When Congress failed to issue detailed privacy rules by its self-imposed deadline in August 1999, the job fell to the Department of Health and Human Services. The first version, published late in 2000, left the health care industry afraid that the regulations would disrupt routine operations and research, and impose unreasonable, costly burdens on doctors, hospitals, pharmacists and other providers. The medical community, including Hopkins, spent the next two years working with the federal government to make the rules less onerous.

"We lost some battles and we won others," says Pollak. "But for the first time, I can sit here and tell you what the regulations will be."

Leading off the changes is the privacy notice that informs patients of their rights and that all patients now will be required to review. At Hopkins, where some half-million patients are seen each year, the document is four, single-spaced pages long, and takes a fairly well educated person at least 10 minutes to read.

In addition, HIPAA will result in many changes for health care workers at all Hopkins entities, and not just the usual suspects, says Carol Richardson, HIPAA administrative coordinator and privacy officer for Hopkins. In addition to doctors, nurses and billing personnel, anyone who comes into contact with patient information, even incidentally, needs to be taught about HIPAA. Although some training will be face to face, the majority will be done online. "The point is, everybody needs to be trained, and we're talking maybe 12,000 people," says Richardson.

"If our employees are fixing an electrical outlet and see patient information on a doctor's desk, or they see a report in the trash that shouldn't be there, we need to make them aware of what to do," she continues.

In an instance like this, employees should ask themselves, Do I need to know this information? "Need to know" is one of two guiding principles of HIPAA. Nurses, for instance, need to know the health information about patients on their own unit, but not the facts about patients on another. Security guards can know the name and location-but not the diagnosis and treatment plan-of people they are paid to protect.

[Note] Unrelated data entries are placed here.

//! Model training, forecasting, and anomaly-detection handlers
//!
//! Minimum-transaction-count preconditions are enforced here before any
//! model work starts, so undersized histories fail fast with a client error.

use std::sync::Arc;

use axum::{
    extract::{Path, Query, State},
    Json,
};
use serde::{Deserialize, Serialize};
use tracing::info;

use crate::{AppError, AppState};
use finsight_core::ml::detector::SpendingInsights;
use finsight_core::ml::predictor::SpendingForecast;
use finsight_core::ml::{
    AnomalyReport, DetectorMetrics, PredictorMetrics, MIN_TRAINING_TRANSACTIONS,
};
use finsight_core::models::{validate_user_id, Transaction};
use finsight_core::recommend::{budget_recommendation, BudgetRecommendation};

/// Minimum transactions required by the anomaly-detection endpoint
const MIN_ANOMALY_TRANSACTIONS: usize = 20;

/// Minimum spending transactions required to train
const MIN_SPENDING_FOR_TRAIN: usize = 5;

fn load_history(state: &AppState, user_id: &str) -> Result<Vec<Transaction>, AppError> {
    if !validate_user_id(user_id) {
        return Err(AppError::bad_request("Invalid user ID format"));
    }
    Ok(state.db.user_history(user_id)?)
}

/// Response for model training
#[derive(Serialize)]
pub struct TrainResponse {
    pub message: String,
    pub user_id: String,
    pub transaction_count: usize,
    pub spending_transactions: usize,
    pub predictor_metrics: PredictorMetrics,
    pub anomaly_metrics: DetectorMetrics,
    pub predictor_version: u64,
    pub detector_version: u64,
}

/// POST /api/predictions/train/:user_id - Train prediction models for a user
pub async fn train_prediction_models(
    State(state): State<Arc<AppState>>,
    Path(user_id): Path<String>,
) -> Result<Json<TrainResponse>, AppError> {
    let history = load_history(&state, &user_id)?;

    if history.len() < MIN_TRAINING_TRANSACTIONS {
        return Err(AppError::bad_request(
            "Need at least 10 transactions to train models",
        ));
    }

    let spending: Vec<Transaction> = history
        .iter()
        .filter(|t| !t.is_income)
        .cloned()
        .collect();
    if spending.len() < MIN_SPENDING_FOR_TRAIN {
        return Err(AppError::bad_request(
            "Need at least 5 spending transactions to train models",
        ));
    }

    let (predictor, predictor_metrics) = state.models.train_predictor(&user_id, &spending)?;
    let (detector, anomaly_metrics) = state.models.train_detector(&user_id, &spending)?;

    info!(user = %user_id, "Prediction models trained");

    Ok(Json(TrainResponse {
        message: "Models trained successfully".to_string(),
        user_id,
        transaction_count: history.len(),
        spending_transactions: spending.len(),
        predictor_metrics,
        anomaly_metrics,
        predictor_version: predictor.version,
        detector_version: detector.version,
    }))
}

/// Query parameters for the spending forecast
#[derive(Debug, Deserialize)]
pub struct ForecastQuery {
    #[serde(default = "default_days_ahead")]
    pub days_ahead: u32,
}

fn default_days_ahead() -> u32 {
    30
}

/// Response for the spending forecast
#[derive(Serialize)]
pub struct ForecastResponse {
    pub user_id: String,
    pub predictions: SpendingForecast,
    pub based_on_transactions: usize,
    pub model_version: u64,
}

/// GET /api/predictions/spending/:user_id - Forecast future spending
pub async fn predict_future_spending(
    State(state): State<Arc<AppState>>,
    Path(user_id): Path<String>,
    Query(params): Query<ForecastQuery>,
) -> Result<Json<ForecastResponse>, AppError> {
    let history = load_history(&state, &user_id)?;

    let spending: Vec<Transaction> = history
        .iter()
        .filter(|t| !t.is_income)
        .cloned()
        .collect();
    if spending.len() < MIN_TRAINING_TRANSACTIONS {
        return Err(AppError::bad_request(
            "Need at least 10 transactions for predictions",
        ));
    }

    let days_ahead = params.days_ahead.clamp(1, 365);

    // Train lazily on first use for this user
    let trained = state.models.predictor_or_train(&user_id, &spending)?;
    let predictions = trained.model.predict_future_spending(&spending, days_ahead)?;

    Ok(Json(ForecastResponse {
        user_id,
        predictions,
        based_on_transactions: spending.len(),
        model_version: trained.version,
    }))
}

/// Response for anomaly detection
#[derive(Serialize)]
pub struct AnomalyResponse {
    pub user_id: String,
    pub anomalies: Vec<AnomalyReport>,
    pub anomaly_count: usize,
    pub total_transactions: usize,
    pub insights: SpendingInsights,
    pub model_version: u64,
}

/// GET /api/predictions/anomalies/:user_id - Detect anomalous spending
///
/// Side effect: every flagged transaction has its stored is_anomaly flag set.
pub async fn detect_spending_anomalies(
    State(state): State<Arc<AppState>>,
    Path(user_id): Path<String>,
) -> Result<Json<AnomalyResponse>, AppError> {
    let history = load_history(&state, &user_id)?;

    if history.len() < MIN_ANOMALY_TRANSACTIONS {
        return Err(AppError::bad_request(
            "Need at least 20 transactions for anomaly detection",
        ));
    }

    // Train lazily on first use for this user
    let trained = state.models.detector_or_train(&user_id, &history)?;
    let anomalies = trained.model.detect_anomalies(&history)?;

    // Persist the anomaly flags
    let ids: Vec<i64> = anomalies.iter().map(|a| a.transaction_id).collect();
    let updated = state.db.mark_anomalies(&ids)?;
    info!(user = %user_id, flagged = updated, "Anomaly flags updated");

    let insights = trained.model.spending_insights(&history);

    Ok(Json(AnomalyResponse {
        user_id,
        anomaly_count: anomalies.len(),
        total_transactions: history.len(),
        anomalies,
        insights,
        model_version: trained.version,
    }))
}

/// Query parameters for the budget recommendation
#[derive(Debug, Deserialize)]
pub struct BudgetQuery {
    pub monthly_income: Option<f64>,
}

/// GET /api/predictions/budget-recommendation/:user_id - Budget recommendation
pub async fn get_budget_recommendation(
    State(state): State<Arc<AppState>>,
    Path(user_id): Path<String>,
    Query(params): Query<BudgetQuery>,
) -> Result<Json<BudgetRecommendation>, AppError> {
    let history = load_history(&state, &user_id)?;

    if history.len() < MIN_TRAINING_TRANSACTIONS {
        return Err(AppError::bad_request(
            "Need at least 10 transactions for budget recommendations",
        ));
    }

    Ok(Json(budget_recommendation(&history, params.monthly_income)))
}
//! Textual insight rules for the dashboard
//!
//! A fixed battery of threshold rules over the loaded history. Each rule
//! either fires with a typed insight + human-readable message or stays
//! silent; there is no model behind any of them.

use chrono::Duration;
use serde::{Deserialize, Serialize};

use crate::models::Transaction;

/// Kinds of insight the rule battery can produce
#[derive(Debug, Clone, Copy, PartialEq, Eq, Serialize, Deserialize)]
#[serde(rename_all = "snake_case")]
pub enum InsightType {
    TopCategory,
    LowSavings,
    HighSavings,
    SpendingTrend,
    Anomalies,
    WeekendSpending,
}

impl InsightType {
    pub fn as_str(&self) -> &'static str {
        match self {
            Self::TopCategory => "top_category",
            Self::LowSavings => "low_savings",
            Self::HighSavings => "high_savings",
            Self::SpendingTrend => "spending_trend",
            Self::Anomalies => "anomalies",
            Self::WeekendSpending => "weekend_spending",
        }
    }
}

impl std::fmt::Display for InsightType {
    fn fmt(&self, f: &mut std::fmt::Formatter<'_>) -> std::fmt::Result {
        write!(f, "{}", self.as_str())
    }
}

/// One generated insight
#[derive(Debug, Clone, Serialize, Deserialize)]
pub struct Insight {
    #[serde(rename = "type")]
    pub insight_type: InsightType,
    pub title: String,
    pub message: String,
    pub actionable: bool,
    pub suggestion: String,
    #[serde(skip_serializing_if = "Option::is_none")]
    pub category: Option<String>,
    #[serde(skip_serializing_if = "Option::is_none")]
    pub amount: Option<f64>,
    #[serde(skip_serializing_if = "Option::is_none")]
    pub savings_rate: Option<f64>,
    #[serde(skip_serializing_if = "Option::is_none")]
    pub change_percent: Option<f64>,
    #[serde(skip_serializing_if = "Option::is_none")]
    pub anomaly_count: Option<usize>,
    #[serde(skip_serializing_if = "Option::is_none")]
    pub weekend_avg: Option<f64>,
    #[serde(skip_serializing_if = "Option::is_none")]
    pub weekday_avg: Option<f64>,
}

impl Insight {
    fn new(insight_type: InsightType, title: &str, message: String, suggestion: &str) -> Self {
        Self {
            insight_type,
            title: title.to_string(),
            message,
            actionable: true,
            suggestion: suggestion.to_string(),
            category: None,
            amount: None,
            savings_rate: None,
            change_percent: None,
            anomaly_count: None,
            weekend_avg: None,
            weekday_avg: None,
        }
    }
}

/// Run the full rule battery over a history
pub fn generate_insights(transactions: &[Transaction]) -> Vec<Insight> {
    let expenses: Vec<&Transaction> = transactions.iter().filter(|t| !t.is_income).collect();
    let income: Vec<&Transaction> = transactions.iter().filter(|t| t.is_income).collect();

    let mut insights = Vec::new();
    if expenses.is_empty() {
        return insights;
    }

    let total_expenses: f64 = expenses.iter().map(|t| t.amount).sum();

    // Top spending category
    let mut by_category: std::collections::BTreeMap<String, f64> = Default::default();
    for tx in &expenses {
        let label = tx
            .category
            .unwrap_or(crate::models::Category::Other)
            .as_str()
            .to_string();
        *by_category.entry(label).or_insert(0.0) += tx.amount;
    }
    if let Some((top_category, top_amount)) = by_category
        .iter()
        .max_by(|a, b| a.1.partial_cmp(b.1).unwrap_or(std::cmp::Ordering::Equal))
    {
        let mut insight = Insight::new(
            InsightType::TopCategory,
            "Highest Spending Category",
            format!(
                "You spend the most on {} (${:.0}, {:.1}% of total)",
                top_category,
                top_amount,
                top_amount / total_expenses * 100.0
            ),
            &format!(
                "Consider reviewing your {} expenses for potential savings",
                top_category
            ),
        );
        insight.category = Some(top_category.clone());
        insight.amount = Some(*top_amount);
        insights.push(insight);
    }

    // Savings rate
    let total_income: f64 = income.iter().map(|t| t.amount).sum();
    if total_income > 0.0 {
        let savings_rate = (total_income - total_expenses) / total_income * 100.0;

        if savings_rate < 10.0 {
            let mut insight = Insight::new(
                InsightType::LowSavings,
                "Low Savings Rate",
                format!("Your savings rate is {:.1}%. Aim for at least 20%", savings_rate),
                "Try the 50/30/20 rule: 50% needs, 30% wants, 20% savings",
            );
            insight.savings_rate = Some(savings_rate);
            insights.push(insight);
        } else if savings_rate > 30.0 {
            let mut insight = Insight::new(
                InsightType::HighSavings,
                "Excellent Savings Rate",
                format!("Great job! Your savings rate is {:.1}%", savings_rate),
                "Consider investing your surplus for long-term growth",
            );
            insight.savings_rate = Some(savings_rate);
            insight.actionable = false;
            insights.push(insight);
        }
    }

    // Spending trend between the two trailing 30-day windows
    if let Some(latest) = transactions.iter().map(|t| t.date).max() {
        let recent_cutoff = latest - Duration::days(30);
        let previous_cutoff = latest - Duration::days(60);

        let recent: f64 = expenses
            .iter()
            .filter(|t| t.date >= recent_cutoff)
            .map(|t| t.amount)
            .sum();
        let previous: f64 = expenses
            .iter()
            .filter(|t| t.date >= previous_cutoff && t.date < recent_cutoff)
            .map(|t| t.amount)
            .sum();

        if previous > 0.0 {
            let change_percent = (recent - previous) / previous * 100.0;
            if change_percent.abs() > 10.0 {
                let trend = if change_percent > 0.0 {
                    "increased"
                } else {
                    "decreased"
                };
                let suggestion = if change_percent > 0.0 {
                    "Review recent purchases to understand the change"
                } else {
                    "Keep up the good work on reducing expenses!"
                };
                let mut insight = Insight::new(
                    InsightType::SpendingTrend,
                    if change_percent > 0.0 {
                        "Spending Increased"
                    } else {
                        "Spending Decreased"
                    },
                    format!(
                        "Your spending has {} by {:.1}% in the last 30 days",
                        trend,
                        change_percent.abs()
                    ),
                    suggestion,
                );
                insight.change_percent = Some(change_percent);
                insight.actionable = change_percent > 0.0;
                insights.push(insight);
            }
        }
    }

    // Anomalies detected
    let anomaly_count = transactions.iter().filter(|t| t.is_anomaly).count();
    if anomaly_count > 0 {
        let mut insight = Insight::new(
            InsightType::Anomalies,
            "Unusual Transactions Detected",
            format!(
                "Found {} unusual transactions worth reviewing",
                anomaly_count
            ),
            "Review flagged transactions for potential fraud or errors",
        );
        insight.anomaly_count = Some(anomaly_count);
        insights.push(insight);
    }

    // Weekend vs weekday spending
    let weekend: Vec<f64> = expenses
        .iter()
        .filter(|t| {
            use chrono::Datelike;
            t.date.weekday().num_days_from_monday() >= 5
        })
        .map(|t| t.amount)
        .collect();
    let weekday: Vec<f64> = expenses
        .iter()
        .filter(|t| {
            use chrono::Datelike;
            t.date.weekday().num_days_from_monday() < 5
        })
        .map(|t| t.amount)
        .collect();

    if !weekend.is_empty() && !weekday.is_empty() {
        let weekend_avg = weekend.iter().sum::<f64>() / weekend.len() as f64;
        let weekday_avg = weekday.iter().sum::<f64>() / weekday.len() as f64;

        if weekend_avg > weekday_avg * 1.5 {
            let mut insight = Insight::new(
                InsightType::WeekendSpending,
                "Higher Weekend Spending",
                format!(
                    "You spend {:.1}x more on weekends (${:.0} vs ${:.0})",
                    weekend_avg / weekday_avg,
                    weekend_avg,
                    weekday_avg
                ),
                "Plan weekend activities with a budget to control spending",
            );
            insight.weekend_avg = Some(weekend_avg);
            insight.weekday_avg = Some(weekday_avg);
            insights.push(insight);
        }
    }

    insights
}

#[cfg(test)]
mod tests {
    use super::*;
    use crate::models::Category;
    use chrono::{TimeZone, Utc};

    fn tx(day: u32, amount: f64, category: Category, is_income: bool) -> Transaction {
        let date = Utc.with_ymd_and_hms(2025, 6, day, 12, 0, 0).unwrap();
        Transaction {
            id: day as i64,
            user_id: "u1".into(),
            amount,
            description: "tx".into(),
            category: Some(category),
            predicted_category: None,
            confidence_score: None,
            date,
            is_income,
            is_anomaly: false,
            content_hash: String::new(),
            created_at: date,
        }
    }

    #[test]
    fn high_savings_scenario() {
        // Monthly income $4500, monthly spend $3000 -> 33.3% savings rate
        let history = vec![
            tx(1, 4500.0, Category::Income, true),
            tx(5, 1200.0, Category::BillsUtilities, false),
            tx(12, 1000.0, Category::FoodDining, false),
            tx(20, 800.0, Category::Shopping, false),
        ];

        let insights = generate_insights(&history);
        let savings = insights
            .iter()
            .find(|i| i.insight_type == InsightType::HighSavings)
            .expect("high savings insight");
        let rate = savings.savings_rate.unwrap();
        assert!((rate - 33.3).abs() < 0.1, "rate {}", rate);
        assert!(!savings.actionable);
    }

    #[test]
    fn low_savings_fires_below_ten_percent() {
        let history = vec![
            tx(1, 1000.0, Category::Income, true),
            tx(5, 950.0, Category::Shopping, false),
        ];
        let insights = generate_insights(&history);
        assert!(insights
            .iter()
            .any(|i| i.insight_type == InsightType::LowSavings));
    }

    #[test]
    fn anomaly_insight_reports_count() {
        let mut history = vec![
            tx(1, 100.0, Category::FoodDining, false),
            tx(2, 50.0, Category::Shopping, false),
        ];
        history[1].is_anomaly = true;

        let insights = generate_insights(&history);
        let anomaly = insights
            .iter()
            .find(|i| i.insight_type == InsightType::Anomalies)
            .expect("anomaly insight");
        assert_eq!(anomaly.anomaly_count, Some(1));
    }

    #[test]
    fn empty_spending_means_no_insights() {
        let history = vec![tx(1, 4500.0, Category::Income, true)];
        assert!(generate_insights(&history).is_empty());
    }

    #[test]
    fn top_category_is_reported() {
        let history = vec![
            tx(1, 300.0, Category::FoodDining, false),
            tx(2, 100.0, Category::Shopping, false),
        ];
        let insights = generate_insights(&history);
        let top = insights
            .iter()
            .find(|i| i.insight_type == InsightType::TopCategory)
            .expect("top category insight");
        assert_eq!(top.category.as_deref(), Some("Food & Dining"));
        assert_eq!(top.amount, Some(300.0));
    }
}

The second guiding principle is the "minimum necessary" concept. "In the simplest sense," says Richardson, "people should only use the patient data they need for a particular purpose." A billing coordinator, for example, needs access to information about the patient's current visit, not the entire patient history, to be able to submit a claim for reimbursement. A physician planning a teaching lesson does not need to identify a patient by name, date of admission or any other data to conduct the lesson. The concept does not apply to treatment situations, however, meaning that physicians and other providers should have full access to patient information for treatment purposes.

"The intent [of HIPAA] is to raise patients' awareness," says Richardson. "We are putting patients on notice: this is how we can or cannot use your data. Patients should know that Hopkins always has been concerned about privacy. This is a chance to enhance our privacy policies, not just to create another document."